12. Plasmodesmata
• Every living cell in a higher plant is connected to its living neighbors by fine cytoplasmic
channels, each of which is called a plasmodesma which passes through the intervening cell
walls.
• They act like tunnels running through the cell wall which allow communication with the other
cells in a tissue.
• The plasma membrane of one cell is continuous with that of its neighbor at each plasmodesma.
• Plasmodesmata are lined with plasma membrane that is continuous with the membranes of the
two cells. Each plasmodesma has a thread of cytoplasm extending through it
13. Formation and number
• They are formed around the elements of the smooth endoplasmic reticulum that become trapped
during cytokinesis (of mitotic cell division) within the new cell wall that will bisect the parental
cell. Here the wall is not thickened further, and depressions or thin areas known as pits are
formed in the walls. Pits normally pair up between adjacent cells.
• They can also be inserted into existing cell walls between non-dividing cells (secondary
plasmodesmata).
• They occur in varying numbers.
• For example, plasmodesmata are especially common and abundant in the walls of columns of
cells that lead toward sites of intense secretion, such as in nectar-secreting glands (trichomes of
Abutilon nectaries).
• In such cells, there may be 15 or more plasmodesmata per square micrometer of wall surface,
whereas there is often less than 1 per square micrometer in other cell walls.
• A typical plant cell may have between 103 and 105 plasmodesmata connecting it with adjacent
cells equating to between 1 and 10 per µm2.
14. Structure of Plasmodesmata
• They are roughly cylindrical, membrane-lined channels with a diameter
of 20 to 40 nm.
• They are constructed of three main layers, the plasma membrane,
the cytoplasmic sleeve, and the desmotubule.

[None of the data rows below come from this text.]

//! Database module for handling SQLite connections and schema setup
//!
//! This module provides connection pooling, configuration, idempotent schema
//! creation and health checks for the link and credential store.

use crate::error::{DatabaseError, DatabaseResult};
use sqlx::{
    SqlitePool,
    sqlite::{SqliteConnectOptions, SqlitePoolOptions},
};
use std::{env, str::FromStr, time::Duration};
use tracing::{error, info};

/// Default location of the on-disk database
pub const DEFAULT_DATABASE_URL: &str = "sqlite://database.db";

const CREATE_USERS_TABLE: &str = r#"
    CREATE TABLE IF NOT EXISTS users (
        id INTEGER PRIMARY KEY AUTOINCREMENT,
        username TEXT UNIQUE NOT NULL,
        password_hash TEXT NOT NULL
    )
"#;

const CREATE_URLS_TABLE: &str = r#"
    CREATE TABLE IF NOT EXISTS urls (
        id INTEGER PRIMARY KEY AUTOINCREMENT,
        user_id INTEGER,
        original TEXT NOT NULL,
        short TEXT UNIQUE NOT NULL,
        FOREIGN KEY(user_id) REFERENCES users(id)
    )
"#;

/// Database configuration struct
#[derive(Debug, Clone)]
pub struct DatabaseConfig {
    /// Database connection URL
    pub database_url: String,
    /// Maximum number of connections in the pool
    pub max_connections: u32,
}

impl DatabaseConfig {
    /// Create a new DatabaseConfig from environment variables
    ///
    /// # Environment Variables
    /// - `DATABASE_URL`: SQLite connection URL (default: `sqlite://database.db`)
    /// - `DATABASE_MAX_CONNECTIONS`: Maximum number of connections (default: 5)
    pub fn from_env() -> DatabaseResult<Self> {
        let database_url =
            env::var("DATABASE_URL").unwrap_or_else(|_| DEFAULT_DATABASE_URL.to_string());

        let max_connections = env::var("DATABASE_MAX_CONNECTIONS")
            .ok()
            .and_then(|s| s.parse().ok())
            .unwrap_or(5);

        Ok(Self {
            database_url,
            max_connections,
        })
    }

    /// Configuration for a private in-memory database
    pub fn in_memory() -> Self {
        Self {
            database_url: "sqlite::memory:".to_string(),
            max_connections: 1,
        }
    }

    fn is_in_memory(&self) -> bool {
        self.database_url.contains(":memory:") || self.database_url.contains("mode=memory")
    }
}

/// Initialize a SQLite connection pool
///
/// The database file is created when missing and foreign keys are enforced.
/// Every in-memory database lives inside a single connection, so the pool is
/// capped at one connection that is never retired.
///
/// # Arguments
///
/// * `config` - Database configuration
///
/// # Returns
///
/// * `DatabaseResult<SqlitePool>` - SQLite connection pool or error
pub async fn init_pool(config: &DatabaseConfig) -> DatabaseResult<SqlitePool> {
    info!("Initializing database connection pool");

    let options = SqliteConnectOptions::from_str(&config.database_url)
        .map_err(|e| DatabaseError::Configuration(format!("Invalid database URL: {}", e)))?
        .create_if_missing(true)
        .foreign_keys(true);

    let mut pool_options = SqlitePoolOptions::new().acquire_timeout(Duration::from_secs(30));

    pool_options = if config.is_in_memory() {
        pool_options
            .max_connections(1)
            .min_connections(1)
            .idle_timeout(None)
            .max_lifetime(None)
    } else {
        pool_options.max_connections(config.max_connections.max(1))
    };

    let pool = pool_options
        .connect_with(options)
        .await
        .map_err(DatabaseError::Connection)?;

    info!("Database connection pool initialized successfully");
    Ok(pool)
}

/// Create the `users` and `urls` tables if they do not exist yet
pub async fn init_schema(pool: &SqlitePool) -> DatabaseResult<()> {
    for statement in [CREATE_USERS_TABLE, CREATE_URLS_TABLE] {
        sqlx::query(statement).execute(pool).await.map_err(|e| {
            error!("Schema creation failed: {}", e);
            DatabaseError::Migration(e.to_string())
        })?;
    }

    info!("Database schema ready");
    Ok(())
}

/// Check database connectivity
///
/// # Arguments
///
/// * `pool` - SQLite connection pool
///
/// # Returns
///
/// * `DatabaseResult<bool>` - True if connection is successful
pub async fn health_check(pool: &SqlitePool) -> DatabaseResult<bool> {
    sqlx::query("SELECT 1")
        .execute(pool)
        .await
        .map_err(DatabaseError::Query)?;

    Ok(true)
}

• Running from cell to cell through the center of most plasmodesmata is a
narrower cylindrical structure, the desmotubule, which remains,
continuous with elements of the SER membranes of each of the
connected cells.
• Between the outside of the desmotubule and the inner face of the
cylindrical plasma membrane is an annulus of cytosol, which often
appears to be constricted at each end of the plasmodesmata.
• These constrictions may regulate the flux of molecules through the
annulus that joins the two cytosols.
• The plasma membrane portion of the plasmodesma is a continuous
extension of the cell membrane or plasmalemma and has a
similar phospholipid bilayer structure
15. Functional states of plasmodesmata
Closed plasmodesmata
The plasmamembrane and desmotubule are appeared in a way that there is no
cytoplasmic sleeve. This may be temporary or permanent
Open basal plasmodesmata
The cytoplasmic channels are narrow. They have cell to cell transport of
micromolecules takes place
Intercellular exchange of ions, photoassimulators
Open dilated plasmodesmata
these are enlarged and more dilated for transport of macromolecules
Example: proteins of plant viruses
Dilation takes place due to physiological or developmental or specific target
proteins
Dilation takes place by specific targeted proteins is called Gatting
16. Functions of Plasmodesmata
• They are narrow channels that act as intercellular cytoplasmic bridges to facilitate
communication and transport of materials between plant cells. They serve to connect the
symplastic space in the plant and are extremely specialized channels that allow for intercellular
movement of water, various nutrients, and other molecules.
• Plasmodesmata function in intercellular communication, i.e., they allow molecules to pass
directly from cell to cell.
• It has been suggested that plasmodesmata mediate transport between adjacent plant cells, much
as gap junctions of animal cells. They allow the passage of molecules with molecular weights of
less than 800 daltons.
• Plasmodesmata have been shown to transport proteins (including transcription factors), short
interfering RNA, messenger RNA, viroids, and viral genomes from cell to cell.
• Plasmodesmata are also used by cells in the phloem, and symplastic transport is used to regulate
the sieve-tube cells by the companion cells.